-- DATASET CONTENT follows --

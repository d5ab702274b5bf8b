use std::fmt;
use std::net::{IpAddr, Ipv4Addr, Ipv6Addr, SocketAddr};

use bytes::{Buf, BufMut};

use super::message::MessageError;
use super::version::VersionInfo;

pub const MAX_STRING_LEN: usize = 254;

/// What a game server advertises about itself to the master.
#[derive(Debug, Clone, PartialEq, Eq)]
pub struct ServerInfo {
    pub name: String,
    pub level_name: String,
    pub game_mode: String,
    pub max_players: u8,
    pub num_players: u8,
    pub version: VersionInfo,
    /// Address the server believes it has, usually a LAN address.
    pub address: SocketAddr,
    pub internal_port: u16,
}

impl Default for ServerInfo {
    fn default() -> Self {
        Self {
            name: String::new(),
            level_name: String::new(),
            game_mode: String::new(),
            max_players: 0,
            num_players: 0,
            version: VersionInfo::default(),
            address: SocketAddr::from((Ipv4Addr::UNSPECIFIED, 0)),
            internal_port: 0,
        }
    }
}

impl ServerInfo {
    pub(crate) fn write(&self, buf: &mut impl BufMut) {
        write_string(buf, &self.name);
        write_string(buf, &self.level_name);
        write_string(buf, &self.game_mode);
        buf.put_u8(self.max_players);
        buf.put_u8(self.num_players);
        self.version.write(buf);
        write_addr(buf, &self.address);
        buf.put_u16(self.internal_port);
    }

    pub(crate) fn read(buf: &mut impl Buf) -> Result<Self, MessageError> {
        let name = read_string(buf)?;
        let level_name = read_string(buf)?;
        let game_mode = read_string(buf)?;
        if buf.remaining() < 2 {
            return Err(MessageError::Truncated("player counts"));
        }
        let max_players = buf.get_u8();
        let num_players = buf.get_u8();
        let version = VersionInfo::read(buf)?;
        let address = read_addr(buf)?;
        if buf.remaining() < 2 {
            return Err(MessageError::Truncated("internal port"));
        }
        Ok(Self {
            name,
            level_name,
            game_mode,
            max_players,
            num_players,
            version,
            address,
            internal_port: buf.get_u16(),
        })
    }
}

impl fmt::Display for ServerInfo {
    fn fmt(&self, f: &mut fmt::Formatter<'_>) -> fmt::Result {
        write!(
            f,
            "{} [{}] {} {}/{} {} at {} (internal port {})",
            self.name,
            self.version,
            self.level_name,
            self.num_players,
            self.max_players,
            self.game_mode,
            self.address,
            self.internal_port
        )
    }
}

fn truncated(s: &str) -> &str {
    if s.len() <= MAX_STRING_LEN {
        return s;
    }
    let mut end = MAX_STRING_LEN;
    while !s.is_char_boundary(end) {
        end -= 1;
    }
    &s[..end]
}

pub(crate) fn write_string(buf: &mut impl BufMut, s: &str) {
    let s = truncated(s);
    buf.put_u8(s.len() as u8);
    buf.put_slice(s.as_bytes());
}

pub(crate) fn read_string(buf: &mut impl Buf) -> Result<String, MessageError> {
    if !buf.has_remaining() {
        return Err(MessageError::Truncated("string length"));
    }
    let len = buf.get_u8() as usize;
    if buf.remaining() < len {
        return Err(MessageError::Truncated("string"));
    }
    let mut bytes = vec![0u8; len];
    buf.copy_to_slice(&mut bytes);
    String::from_utf8(bytes).map_err(|_| MessageError::InvalidString)
}

pub(crate) fn write_addr(buf: &mut impl BufMut, addr: &SocketAddr) {
    match addr.ip() {
        IpAddr::V4(ip) => {
            buf.put_u8(4);
            buf.put_slice(&ip.octets());
        }
        IpAddr::V6(ip) => {
            buf.put_u8(6);
            buf.put_slice(&ip.octets());
        }
    }
    buf.put_u16(addr.port());
}

pub(crate) fn read_addr(buf: &mut impl Buf) -> Result<SocketAddr, MessageError> {
    if !buf.has_remaining() {
        return Err(MessageError::Truncated("address family"));
    }
    let ip = match buf.get_u8() {
        4 => {
            if buf.remaining() < 4 + 2 {
                return Err(MessageError::Truncated("address"));
            }
            let mut octets = [0u8; 4];
            buf.copy_to_slice(&mut octets);
            IpAddr::V4(Ipv4Addr::from(octets))
        }
        6 => {
            if buf.remaining() < 16 + 2 {
                return Err(MessageError::Truncated("address"));
            }
            let mut octets = [0u8; 16];
            buf.copy_to_slice(&mut octets);
            IpAddr::V6(Ipv6Addr::from(octets))
        }
        family => return Err(MessageError::AddressFamily(family)),
    };
    Ok(SocketAddr::new(ip, buf.get_u16()))
}

#[cfg(test)]
mod tests {
    use super::*;
    use bytes::BytesMut;

    #[test]
    fn test_long_strings_truncated() {
        let mut buf = BytesMut::new();
        write_string(&mut buf, &"é".repeat(200));
        let s = read_string(&mut buf.freeze()).unwrap();
        assert!(s.len() <= MAX_STRING_LEN);
        assert_eq!(s.chars().count(), 127);
    }

    #[test]
    fn test_ipv6_address() {
        let addr: SocketAddr = "[::1]:27016".parse().unwrap();
        let mut buf = BytesMut::new();
        write_addr(&mut buf, &addr);
        assert_eq!(buf.len(), 1 + 16 + 2);
        assert_eq!(read_addr(&mut buf.freeze()).unwrap(), addr);
    }

    #[test]
    fn test_unknown_family() {
        let mut data: &[u8] = &[9, 0, 0];
        assert_eq!(read_addr(&mut data), Err(MessageError::AddressFamily(9)));
    }
}
mod broker;
mod config;
mod directory;
mod punch;
mod registrator;
mod request;

pub use broker::{DEFAULT_POPULATE_COUNT, MasterServer, ServerEntry};
pub use config::{BrokerSettings, ConfigError, DEFAULT_MASTER_PORT, DEFAULT_TICK_RATE, MasterConfig};
pub use directory::{Listing, ServerKey};
pub use punch::{PunchRequest, PunchStage};
pub use registrator::Registrator;
pub use request::{MAX_SENDS, MasterRequest, RETRY_DELAY, RequestOutcome};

-- DATASET CONTENT concluded --

All of the records above should be copied exactly.

repository d5ab702274b5bf8b
use std::fmt;
use std::net::{IpAddr, Ipv4Addr, Ipv6Addr, SocketAddr};

use bytes::{Buf, BufMut};

use super::message::MessageError;
use super::version::VersionInfo;

pub const MAX_STRING_LEN: usize = 254;

/// What a game server advertises about itself to the master.
#[derive(Debug, Clone, PartialEq, Eq)]
pub struct ServerInfo {
    pub name: String,
    pub level_name: String,
    pub game_mode: String,
    pub max_players: u8,
    pub num_players: u8,
    pub version: VersionInfo,
    /// Address the server believes it has, usually a LAN address.
    pub address: SocketAddr,
    pub internal_port: u16,
}

impl Default for ServerInfo {
    fn default() -> Self {
        Self {
            name: String::new(),
            level_name: String::new(),
            game_mode: String::new(),
            max_players: 0,
            num_players: 0,
            version: VersionInfo::default(),
            address: SocketAddr::from((Ipv4Addr::UNSPECIFIED, 0)),
            internal_port: 0,
        }
    }
}

impl ServerInfo {
    pub(crate) fn write(&self, buf: &mut impl BufMut) {
        write_string(buf, &self.name);
        write_string(buf, &self.level_name);
        write_string(buf, &self.game_mode);
        buf.put_u8(self.max_players);
        buf.put_u8(self.num_players);
        self.version.write(buf);
        write_addr(buf, &self.address);
        buf.put_u16(self.internal_port);
    }

    pub(crate) fn read(buf: &mut impl Buf) -> Result<Self, MessageError> {
        let name = read_string(buf)?;
        let level_name = read_string(buf)?;
        let game_mode = read_string(buf)?;
        if buf.remaining() < 2 {
            return Err(MessageError::Truncated("player counts"));
        }
        let max_players = buf.get_u8();
        let num_players = buf.get_u8();
        let version = VersionInfo::read(buf)?;
        let address = read_addr(buf)?;
        if buf.remaining() < 2 {
            return Err(MessageError::Truncated("internal port"));
        }
        Ok(Self {
            name,
            level_name,
            game_mode,
            max_players,
            num_players,
            version,
            address,
            internal_port: buf.get_u16(),
        })
    }
}

impl fmt::Display for ServerInfo {
    fn fmt(&self, f: &mut fmt::Formatter<'_>) -> fmt::Result {
        write!(
            f,
            "{} [{}] {} {}/{} {} at {} (internal port {})",
            self.name,
            self.version,
            self.level_name,
            self.num_players,
            self.max_players,
            self.game_mode,
            self.address,
            self.internal_port
        )
    }
}

fn truncated(s: &str) -> &str {
    if s.len() <= MAX_STRING_LEN {
        return s;
    }
    let mut end = MAX_STRING_LEN;
    while !s.is_char_boundary(end) {
        end -= 1;
    }
    &s[..end]
}

pub(crate) fn write_string(buf: &mut impl BufMut, s: &str) {
    let s = truncated(s);
    buf.put_u8(s.len() as u8);
    buf.put_slice(s.as_bytes());
}

pub(crate) fn read_string(buf: &mut impl Buf) -> Result<String, MessageError> {
    if !buf.has_remaining() {
        return Err(MessageError::Truncated("string length"));
    }
    let len = buf.get_u8() as usize;
    if buf.remaining() < len {
        return Err(MessageError::Truncated("string"));
    }
    let mut bytes = vec![0u8; len];
    buf.copy_to_slice(&mut bytes);
    String::from_utf8(bytes).map_err(|_| MessageError::InvalidString)
}

pub(crate) fn write_addr(buf: &mut impl BufMut, addr: &SocketAddr) {
    match addr.ip() {
        IpAddr::V4(ip) => {
            buf.put_u8(4);
            buf.put_slice(&ip.octets());
        }
        IpAddr::V6(ip) => {
            buf.put_u8(6);
            buf.put_slice(&ip.octets());
        }
    }
    buf.put_u16(addr.port());
}

pub(crate) fn read_addr(buf: &mut impl Buf) -> Result<SocketAddr, MessageError> {
    if !buf.has_remaining() {
        return Err(MessageError::Truncated("address family"));
    }
    let ip = match buf.get_u8() {
        4 => {
            if buf.remaining() < 4 + 2 {
                return Err(MessageError::Truncated("address"));
            }
            let mut octets = [0u8; 4];
            buf.copy_to_slice(&mut octets);
            IpAddr::V4(Ipv4Addr::from(octets))
        }
        6 => {
            if buf.remaining() < 16 + 2 {
                return Err(MessageError::Truncated("address"));
            }
            let mut octets = [0u8; 16];
            buf.copy_to_slice(&mut octets);
            IpAddr::V6(Ipv6Addr::from(octets))
        }
        family => return Err(MessageError::AddressFamily(family)),
    };
    Ok(SocketAddr::new(ip, buf.get_u16()))
}

#[cfg(test)]
mod tests {
    use super::*;
    use bytes::BytesMut;

    #[test]
    fn test_long_strings_truncated() {
        let mut buf = BytesMut::new();
        write_string(&mut buf, &"é".repeat(200));
        let s = read_string(&mut buf.freeze()).unwrap();
        assert!(s.len() <= MAX_STRING_LEN);
        assert_eq!(s.chars().count(), 127);
    }

    #[test]
    fn test_ipv6_address() {
        let addr: SocketAddr = "[::1]:27016".parse().unwrap();
        let mut buf = BytesMut::new();
        write_addr(&mut buf, &addr);
        assert_eq!(buf.len(), 1 + 16 + 2);
        assert_eq!(read_addr(&mut buf.freeze()).unwrap(), addr);
    }

    #[test]
    fn test_unknown_family() {
        let mut data: &[u8] = &[9, 0, 0];
        assert_eq!(read_addr(&mut data), Err(MessageError::AddressFamily(9)));
    }
}
mod broker;
mod config;
mod directory;
mod punch;
mod registrator;
mod request;

pub use broker::{DEFAULT_POPULATE_COUNT, MasterServer, ServerEntry};
pub use config::{BrokerSettings, ConfigError, DEFAULT_MASTER_PORT, DEFAULT_TICK_RATE, MasterConfig};
pub use directory::{Listing, ServerKey};
pub use punch::{PunchRequest, PunchStage};
pub use registrator::Registrator;
pub use request::{MAX_SENDS, MasterRequest, RETRY_DELAY, RequestOutcome};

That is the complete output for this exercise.